Try it:
Each line below containing the word "EmptyTarget" needs to be shown.

Collected data:
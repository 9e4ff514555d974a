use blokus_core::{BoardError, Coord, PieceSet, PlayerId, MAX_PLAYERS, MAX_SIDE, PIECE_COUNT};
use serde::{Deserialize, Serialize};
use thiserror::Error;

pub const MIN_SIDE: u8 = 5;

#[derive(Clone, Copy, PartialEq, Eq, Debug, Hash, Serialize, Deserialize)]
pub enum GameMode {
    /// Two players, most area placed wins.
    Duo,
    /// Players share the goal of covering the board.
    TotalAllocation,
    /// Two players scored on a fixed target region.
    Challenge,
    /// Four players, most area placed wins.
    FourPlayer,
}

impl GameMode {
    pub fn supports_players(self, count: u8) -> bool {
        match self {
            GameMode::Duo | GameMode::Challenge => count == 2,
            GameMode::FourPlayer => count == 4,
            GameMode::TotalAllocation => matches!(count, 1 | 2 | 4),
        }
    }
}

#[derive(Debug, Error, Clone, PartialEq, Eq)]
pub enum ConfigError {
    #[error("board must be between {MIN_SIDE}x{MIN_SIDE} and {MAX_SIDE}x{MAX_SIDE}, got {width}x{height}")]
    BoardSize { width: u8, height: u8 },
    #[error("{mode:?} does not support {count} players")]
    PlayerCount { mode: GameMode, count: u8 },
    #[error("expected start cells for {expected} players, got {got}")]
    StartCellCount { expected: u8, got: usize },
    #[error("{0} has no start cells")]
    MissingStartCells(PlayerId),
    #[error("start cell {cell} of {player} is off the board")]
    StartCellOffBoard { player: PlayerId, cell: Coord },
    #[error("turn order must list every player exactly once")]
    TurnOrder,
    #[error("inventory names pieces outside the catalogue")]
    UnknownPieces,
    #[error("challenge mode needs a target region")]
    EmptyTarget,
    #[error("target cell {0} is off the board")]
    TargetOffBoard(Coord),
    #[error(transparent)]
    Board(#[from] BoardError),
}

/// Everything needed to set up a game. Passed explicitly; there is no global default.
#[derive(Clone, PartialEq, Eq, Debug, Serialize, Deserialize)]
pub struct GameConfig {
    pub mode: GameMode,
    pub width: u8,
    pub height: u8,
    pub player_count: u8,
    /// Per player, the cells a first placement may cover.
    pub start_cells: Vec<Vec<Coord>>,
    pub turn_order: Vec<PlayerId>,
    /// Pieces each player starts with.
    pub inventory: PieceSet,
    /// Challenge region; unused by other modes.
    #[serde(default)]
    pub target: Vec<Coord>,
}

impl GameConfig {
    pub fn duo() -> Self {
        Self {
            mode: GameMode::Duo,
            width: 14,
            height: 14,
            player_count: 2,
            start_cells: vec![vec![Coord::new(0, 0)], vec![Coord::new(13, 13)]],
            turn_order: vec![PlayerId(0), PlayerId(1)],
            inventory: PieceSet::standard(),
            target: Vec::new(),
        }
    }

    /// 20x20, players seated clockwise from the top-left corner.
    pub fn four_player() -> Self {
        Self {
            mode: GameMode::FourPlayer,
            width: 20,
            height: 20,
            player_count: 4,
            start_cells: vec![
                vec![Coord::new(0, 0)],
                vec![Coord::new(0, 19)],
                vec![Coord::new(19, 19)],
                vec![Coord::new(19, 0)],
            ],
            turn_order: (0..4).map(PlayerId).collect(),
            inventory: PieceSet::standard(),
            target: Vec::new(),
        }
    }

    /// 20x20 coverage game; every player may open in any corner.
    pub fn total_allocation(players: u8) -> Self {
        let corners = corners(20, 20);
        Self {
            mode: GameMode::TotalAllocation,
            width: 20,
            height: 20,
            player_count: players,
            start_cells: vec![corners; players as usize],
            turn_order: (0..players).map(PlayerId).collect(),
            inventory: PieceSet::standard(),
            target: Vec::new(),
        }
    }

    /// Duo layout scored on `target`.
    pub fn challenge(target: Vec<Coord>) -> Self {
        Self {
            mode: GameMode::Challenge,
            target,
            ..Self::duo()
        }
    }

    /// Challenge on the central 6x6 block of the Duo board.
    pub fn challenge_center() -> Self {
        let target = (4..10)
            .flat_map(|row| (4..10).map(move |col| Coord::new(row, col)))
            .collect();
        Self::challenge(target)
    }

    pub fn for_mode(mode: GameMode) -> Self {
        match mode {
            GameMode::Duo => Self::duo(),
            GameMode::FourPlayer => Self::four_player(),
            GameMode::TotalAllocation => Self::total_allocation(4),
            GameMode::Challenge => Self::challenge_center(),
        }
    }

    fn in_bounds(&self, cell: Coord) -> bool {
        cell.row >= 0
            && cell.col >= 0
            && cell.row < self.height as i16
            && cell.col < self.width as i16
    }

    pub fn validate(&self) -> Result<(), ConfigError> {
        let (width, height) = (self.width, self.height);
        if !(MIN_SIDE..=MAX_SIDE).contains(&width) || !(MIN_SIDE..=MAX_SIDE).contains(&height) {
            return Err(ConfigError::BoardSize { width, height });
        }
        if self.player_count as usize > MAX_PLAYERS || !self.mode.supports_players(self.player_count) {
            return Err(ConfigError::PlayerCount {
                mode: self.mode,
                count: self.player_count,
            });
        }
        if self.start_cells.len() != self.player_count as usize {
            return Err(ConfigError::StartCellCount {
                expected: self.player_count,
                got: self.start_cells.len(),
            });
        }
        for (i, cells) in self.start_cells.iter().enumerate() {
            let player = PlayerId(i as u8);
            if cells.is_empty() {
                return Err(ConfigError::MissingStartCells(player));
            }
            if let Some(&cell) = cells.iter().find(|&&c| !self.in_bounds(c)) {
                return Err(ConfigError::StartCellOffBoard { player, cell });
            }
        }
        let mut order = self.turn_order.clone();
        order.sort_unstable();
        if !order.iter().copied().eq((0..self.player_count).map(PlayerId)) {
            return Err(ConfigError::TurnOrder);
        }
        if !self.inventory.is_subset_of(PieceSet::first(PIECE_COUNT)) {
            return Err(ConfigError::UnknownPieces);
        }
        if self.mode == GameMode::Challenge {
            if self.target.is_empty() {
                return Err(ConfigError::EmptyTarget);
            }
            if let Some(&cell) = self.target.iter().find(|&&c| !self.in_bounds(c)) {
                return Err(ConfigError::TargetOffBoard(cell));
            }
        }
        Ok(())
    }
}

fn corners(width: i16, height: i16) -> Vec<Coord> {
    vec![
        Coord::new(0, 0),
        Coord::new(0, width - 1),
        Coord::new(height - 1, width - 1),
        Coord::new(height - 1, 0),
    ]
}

Solved exercise:
    EmptyTarget,
                return Err(ConfigError::EmptyTarget);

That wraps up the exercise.